Use of FSMA as an ESG related cause of action

The claim against Boohoo is a first of its kind securities dispute, focussing on issues relevant to the "S" in ESG. Claims under s.90 and s.90A FSMA have historically not been common in the English courts (and most claims have settled before trial), but they are now on the rise. There are several challenges to bringing these claims, including difficulties in establishing the causal link between a false or misleading statement and a decline in share price and the challenge of identifying a specific person discharging managerial responsibility who had the requisite knowledge to sustain a s.90A claim.

For some time now, it has been anticipated that securities litigation might be used for ESG-related claims. As the world becomes more conscious of ESG issues, the risk that reports of unfavourable behaviours will impact share price has increased. Investors have become more wary about companies' environmental and human rights credentials.

While the claim against Boohoo will be closely watched as breaking new ground, it is therefore thought that more such claims will emerge soon. This can be attributed to several factors, including the following.

  1. Litigation funding
    The cost of defending climate actions is increasing, as is the quantum of damages sought. This has resulted in a rise of third-party litigation funding specifically for climate litigation and/or ESG claims. As more ESG disclosures and reporting obligations are established for listed companies, the risk of claims increases.

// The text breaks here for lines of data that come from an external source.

//! Password Hashing and Verification
//!
//! Argon2id hashing with:
//! - A tunable work factor (memory / iterations / parallelism)
//! - Zeroization of plaintext material
//! - Constant-time comparison (argon2 internal)
//!
//! The stored form is a single PHC string carrying the algorithm
//! identifier, parameters, salt, and digest, so verification never needs
//! out-of-band state. Malformed stored digests fail verification with
//! `false` rather than surfacing an error to the caller.

use std::fmt;

use argon2::{
    Algorithm, Argon2, Params, PasswordHash, PasswordHasher, PasswordVerifier, Version,
    password_hash::SaltString,
};
use rand::rngs::OsRng;
use thiserror::Error;
use unicode_normalization::UnicodeNormalization;
use zeroize::{Zeroize, ZeroizeOnDrop};

/// Maximum password length in Unicode code points
pub const MAX_PASSWORD_LENGTH: usize = 128;

// ============================================================================
// Error Types
// ============================================================================

/// Password policy violation errors
#[derive(Debug, Clone, PartialEq, Eq, Error)]
pub enum PasswordPolicyError {
    /// Password is too long
    #[error("Password must be at most {max} characters (got {actual})")]
    TooLong { max: usize, actual: usize },

    /// Password contains only whitespace
    #[error("Password cannot be empty or contain only whitespace")]
    EmptyOrWhitespace,

    /// Password contains invalid characters (control characters)
    #[error("Password contains invalid control characters")]
    InvalidCharacter,
}

/// Password hashing errors
#[derive(Debug, Error)]
pub enum PasswordHashError {
    /// Hashing operation failed
    #[error("Password hashing failed: {0}")]
    HashingFailed(String),

    /// Invalid hash format
    #[error("Invalid password hash format")]
    InvalidHashFormat,

    /// Work factor parameters rejected by the algorithm
    #[error("Invalid work factor: {0}")]
    InvalidWorkFactor(String),
}

// ============================================================================
// Work Factor
// ============================================================================

/// Tunable Argon2id cost parameters
///
/// Controls brute-force resistance. Defaults follow the OWASP
/// recommendation: m=19456 KiB, t=2, p=1.
#[derive(Debug, Clone, Copy, PartialEq, Eq)]
pub struct WorkFactor {
    /// Memory cost in KiB
    pub memory_kib: u32,
    /// Number of iterations
    pub iterations: u32,
    /// Degree of parallelism
    pub parallelism: u32,
}

impl Default for WorkFactor {
    fn default() -> Self {
        Self {
            memory_kib: 19_456,
            iterations: 2,
            parallelism: 1,
        }
    }
}

impl WorkFactor {
    /// A deliberately cheap work factor for tests
    ///
    /// Not for production use; it exists so the test suite does not spend
    /// seconds per hash.
    pub fn fast_insecure() -> Self {
        Self {
            memory_kib: 8,
            iterations: 1,
            parallelism: 1,
        }
    }

    fn hasher(&self) -> Result<Argon2<'static>, PasswordHashError> {
        let params = Params::new(self.memory_kib, self.iterations, self.parallelism, None)
            .map_err(|e| PasswordHashError::InvalidWorkFactor(e.to_string()))?;
        Ok(Argon2::new(Algorithm::Argon2id, Version::V0x13, params))
    }
}

// ============================================================================
// Plain Password (Zeroized on drop)
// ============================================================================

/// Plaintext password with automatic memory zeroization
///
/// Does not implement `Clone`; Debug output is redacted. The value is
/// NFKC-normalized on construction so visually identical input always
/// hashes identically.
#[derive(Zeroize, ZeroizeOnDrop)]
pub struct PlainPassword(String);

impl PlainPassword {
    /// Create a new plaintext password with validation
    ///
    /// Rejects empty/whitespace-only input, control characters, and
    /// anything longer than [`MAX_PASSWORD_LENGTH`] code points.
    pub fn new(raw: String) -> Result<Self, PasswordPolicyError> {
        let normalized: String = raw.nfkc().collect();

        if normalized.trim().is_empty() {
            return Err(PasswordPolicyError::EmptyOrWhitespace);
        }

        // Count Unicode code points, not bytes
        let char_count = normalized.chars().count();
        if char_count > MAX_PASSWORD_LENGTH {
            return Err(PasswordPolicyError::TooLong {
                max: MAX_PASSWORD_LENGTH,
                actual: char_count,
            });
        }

        for ch in normalized.chars() {
            if ch.is_control() {
                return Err(PasswordPolicyError::InvalidCharacter);
            }
        }

        Ok(Self(normalized))
    }

    pub(crate) fn as_bytes(&self) -> &[u8] {
        self.0.as_bytes()
    }

    /// Hash the password using Argon2id
    ///
    /// Generates a fresh random salt per call; two hashes of the same
    /// password never compare equal as strings.
    pub fn hash(&self, work_factor: &WorkFactor) -> Result<PasswordDigest, PasswordHashError> {
        let salt = SaltString::generate(OsRng);
        let argon2 = work_factor.hasher()?;

        let hash = argon2
            .hash_password(self.as_bytes(), &salt)
            .map_err(|e| PasswordHashError::HashingFailed(e.to_string()))?;

        Ok(PasswordDigest {
            hash: hash.to_string(),
        })
    }
}

impl fmt::Debug for PlainPassword {
    fn fmt(&self, f: &mut fmt::Formatter<'_>) -> fmt::Result {
        f.debug_tuple("PlainPassword").field(&"[REDACTED]").finish()
    }
}

// ============================================================================
// Password Digest (Safe to store)
// ============================================================================

/// Hashed password in PHC string format
///
/// Safe to persist; carries algorithm, version, parameters, salt, and
/// digest in one encoded string.
#[derive(Clone, PartialEq, Eq)]
pub struct PasswordDigest {
    hash: String,
}

impl PasswordDigest {
    /// Create from a PHC string (e.g. loaded from the store)
    pub fn from_phc_string(s: impl Into<String>) -> Result<Self, PasswordHashError> {
        let hash = s.into();

        PasswordHash::new(&hash).map_err(|_| PasswordHashError::InvalidHashFormat)?;

        Ok(Self { hash })
    }

    /// Get the PHC string for storage
    pub fn as_phc_string(&self) -> &str {
        &self.hash
    }

    /// Verify a password against this digest
    ///
    /// Recomputes with the salt and parameters embedded in the PHC
    /// string. A digest that fails to parse verifies as `false`.
    pub fn verify(&self, password: &PlainPassword) -> bool {
        let parsed_hash = match PasswordHash::new(&self.hash) {
            Ok(h) => h,
            Err(_) => return false,
        };

        // Argon2 uses constant-time comparison internally
        Argon2::default()
            .verify_password(password.as_bytes(), &parsed_hash)
            .is_ok()
    }
}

impl fmt::Debug for PasswordDigest {
    fn fmt(&self, f: &mut fmt::Formatter<'_>) -> fmt::Result {
        f.debug_struct("PasswordDigest")
            .field("hash", &"[HASH]")
            .finish()
    }
}

// ============================================================================
// Tests
// ============================================================================

#[cfg(test)]
mod tests {
    use super::*;

    fn wf() -> WorkFactor {
        WorkFactor::fast_insecure()
    }

    #[test]
    fn test_password_empty() {
        let result = PlainPassword::new("".to_string());
        assert!(matches!(result, Err(PasswordPolicyError::EmptyOrWhitespace)));
    }

    #[test]
    fn test_password_whitespace_only() {
        let result = PlainPassword::new("        ".to_string());
        assert!(matches!(result, Err(PasswordPolicyError::EmptyOrWhitespace)));
    }

    #[test]
    fn test_password_too_long() {
        let long_password = "a".repeat(MAX_PASSWORD_LENGTH + 1);
        let result = PlainPassword::new(long_password);
        assert!(matches!(result, Err(PasswordPolicyError::TooLong { .. })));
    }

    #[test]
    fn test_password_control_characters() {
        let result = PlainPassword::new("pass\u{0007}word".to_string());
        assert!(matches!(result, Err(PasswordPolicyError::InvalidCharacter)));
    }

    #[test]
    fn test_short_password_accepted() {
        // Length policy is deliberately light; strength comes from the
        // hashing work factor.
        assert!(PlainPassword::new("pw1".to_string()).is_ok());
    }

    #[test]
    fn test_hash_and_verify() {
        let password = PlainPassword::new("TestPassword123!".to_string()).unwrap();
        let digest = password.hash(&wf()).unwrap();

        assert!(digest.verify(&password));

        let wrong = PlainPassword::new("WrongPassword123!".to_string()).unwrap();
        assert!(!digest.verify(&wrong));
    }

    #[test]
    fn test_fresh_salt_per_hash() {
        let password = PlainPassword::new("TestPassword123!".to_string()).unwrap();
        let a = password.hash(&wf()).unwrap();
        let b = password.hash(&wf()).unwrap();

        assert_ne!(a.as_phc_string(), b.as_phc_string());
        assert!(a.verify(&password));
        assert!(b.verify(&password));
    }

    #[test]
    fn test_phc_string_roundtrip() {
        let password = PlainPassword::new("TestPassword123!".to_string()).unwrap();
        let digest = password.hash(&wf()).unwrap();

        let phc = digest.as_phc_string().to_string();
        let restored = PasswordDigest::from_phc_string(phc).unwrap();

        assert!(restored.verify(&password));
    }

    #[test]
    fn test_phc_string_embeds_work_factor() {
        let password = PlainPassword::new("TestPassword123!".to_string()).unwrap();
        let digest = password.hash(&wf()).unwrap();

        let phc = digest.as_phc_string();
        assert!(phc.starts_with("$argon2id$"));
        assert!(phc.contains("m=8,t=1,p=1"));
    }

    #[test]
    fn test_invalid_phc_string() {
        assert!(PasswordDigest::from_phc_string("not_a_valid_hash").is_err());
    }

    #[test]
    fn test_unicode_normalization() {
        // NFC "é" and NFD "e\u{0301}" normalize to the same plaintext
        let a = PlainPassword::new("caf\u{00e9}-terrace".to_string()).unwrap();
        let b = PlainPassword::new("cafe\u{0301}-terrace".to_string()).unwrap();

        let digest = a.hash(&wf()).unwrap();
        assert!(digest.verify(&b));
    }

    #[test]
    fn test_debug_redaction() {
        let password = PlainPassword::new("secret-value".to_string()).unwrap();
        let debug_output = format!("{:?}", password);
        assert!(debug_output.contains("REDACTED"));
        assert!(!debug_output.contains("secret-value"));

        let digest = password.hash(&wf()).unwrap();
        let debug_output = format!("{:?}", digest);
        assert!(debug_output.contains("HASH"));
        assert!(!debug_output.contains("argon2id"));
    }
}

    Litigation funders have shown interest in supporting other large ESG actions. For example, the group action in Municipio de Mariana v BHP Group UK Ltd and Ors (which is reported to have already cost £70m) is being funded by litigation investors including Prisma Capital and North Wall Capital. It would seem a natural progression for litigation funders to take an interest in backing group securities litigation based on ESG disputes.
  2. Shareholder activism
    Shareholder activism is increasing among holders of listed securities. Many listed companies now have a broad shareholder base, often comprised of at least one activist shareholder, such as ClientEarth holding 27 shares in Shell. Shareholder activism in relation to ESG related matters is increasing and expected to continue as an ESG litigation trend.

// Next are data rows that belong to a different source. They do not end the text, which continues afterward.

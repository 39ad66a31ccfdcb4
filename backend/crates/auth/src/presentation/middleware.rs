//! Auth Middleware
//!
//! Route protection: requests lacking a resolvable session are rejected
//! before reaching business logic. API routes answer 401; page routes
//! bounce to the login page (redirects are a presentation decision, not
//! an error channel).

use axum::body::Body;
use axum::extract::State;
use axum::http::{HeaderMap, Request};
use axum::middleware::Next;
use axum::response::{IntoResponse, Redirect, Response};
use std::sync::Arc;

use crate::application::CheckSessionUseCase;
use crate::application::config::AuthConfig;
use crate::domain::repository::SessionRepository;
use crate::error::AuthError;

/// Middleware state
#[derive(Clone)]
pub struct AuthMiddlewareState<R>
where
    R: SessionRepository + Clone + Send + Sync + 'static,
{
    pub repo: Arc<R>,
    pub config: Arc<AuthConfig>,
}

/// Require a valid session for API routes (401 on failure)
pub async fn require_session<R>(
    State(state): State<AuthMiddlewareState<R>>,
    req: Request<Body>,
    next: Next,
) -> Result<Response, Response>
where
    R: SessionRepository + Clone + Send + Sync + 'static,
{
    if session_is_valid(&state, req.headers()).await {
        Ok(next.run(req).await)
    } else {
        Err(AuthError::SessionInvalid.into_response())
    }
}

/// Require a valid session for page routes (redirect to /login on failure)
pub async fn require_session_or_login<R>(
    State(state): State<AuthMiddlewareState<R>>,
    req: Request<Body>,
    next: Next,
) -> Result<Response, Response>
where
    R: SessionRepository + Clone + Send + Sync + 'static,
{
    if session_is_valid(&state, req.headers()).await {
        Ok(next.run(req).await)
    } else {
        Err(Redirect::to("/login").into_response())
    }
}

async fn session_is_valid<R>(state: &AuthMiddlewareState<R>, headers: &HeaderMap) -> bool
where
    R: SessionRepository + Clone + Send + Sync + 'static,
{
    let token =
        platform::cookie::extract_cookie(headers, &state.config.session_cookie_name);

    match token {
        Some(token) => {
            let use_case = CheckSessionUseCase::new(state.repo.clone(), state.config.clone());
            use_case.is_valid(&token).await
        }
        None => false,
    }
}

    Section 90 and 90A FSMA claims are an important tool in the activist shareholder's toolbox and while they are not without their challenges, they may result in more positive legal outcomes than pursuing common law claims (the difficulties with which were demonstrated in ClientEarth v Shell).
  3. Increased ESG disclosures
    Domestic litigation relating to climate disclosures is likely to increase amidst the increase in climate reporting and disclosure obligations introduced by instruments such as the Sustainability Related Financial Disclosures, the Taskforce on Climate Related Financial Disclosures, and the new Taskforce on Nature Related Financial Disclosures.

    Furthermore, the introduction of the Corporate Sustainability Due Diligence Directive, which will apply to both EU and non-EU companies with at least 1,000 employees and a net EU turnover of EUR 450m or more, will lead to further reporting and disclosure requirements for many listed companies with operations in the EU which will be scrutinised by investors.

Conclusion

It will remain to be seen how Boohoo responds to the claim brought by the institutional investors and the defences that will be raised. What is clear though is that this is a landmark case which will test the frameworks of securities litigation in relation to ESG disputes and may generate further claims under FSMA against other issuers where investors claim to have suffered losses arising from ESG related matters.

this is a landmark case which will test the frameworks of securities litigation in relation to ESG disputes.

The content of this article is intended to provide a general guide to the subject matter. Specialist advice should be sought about your specific circumstances.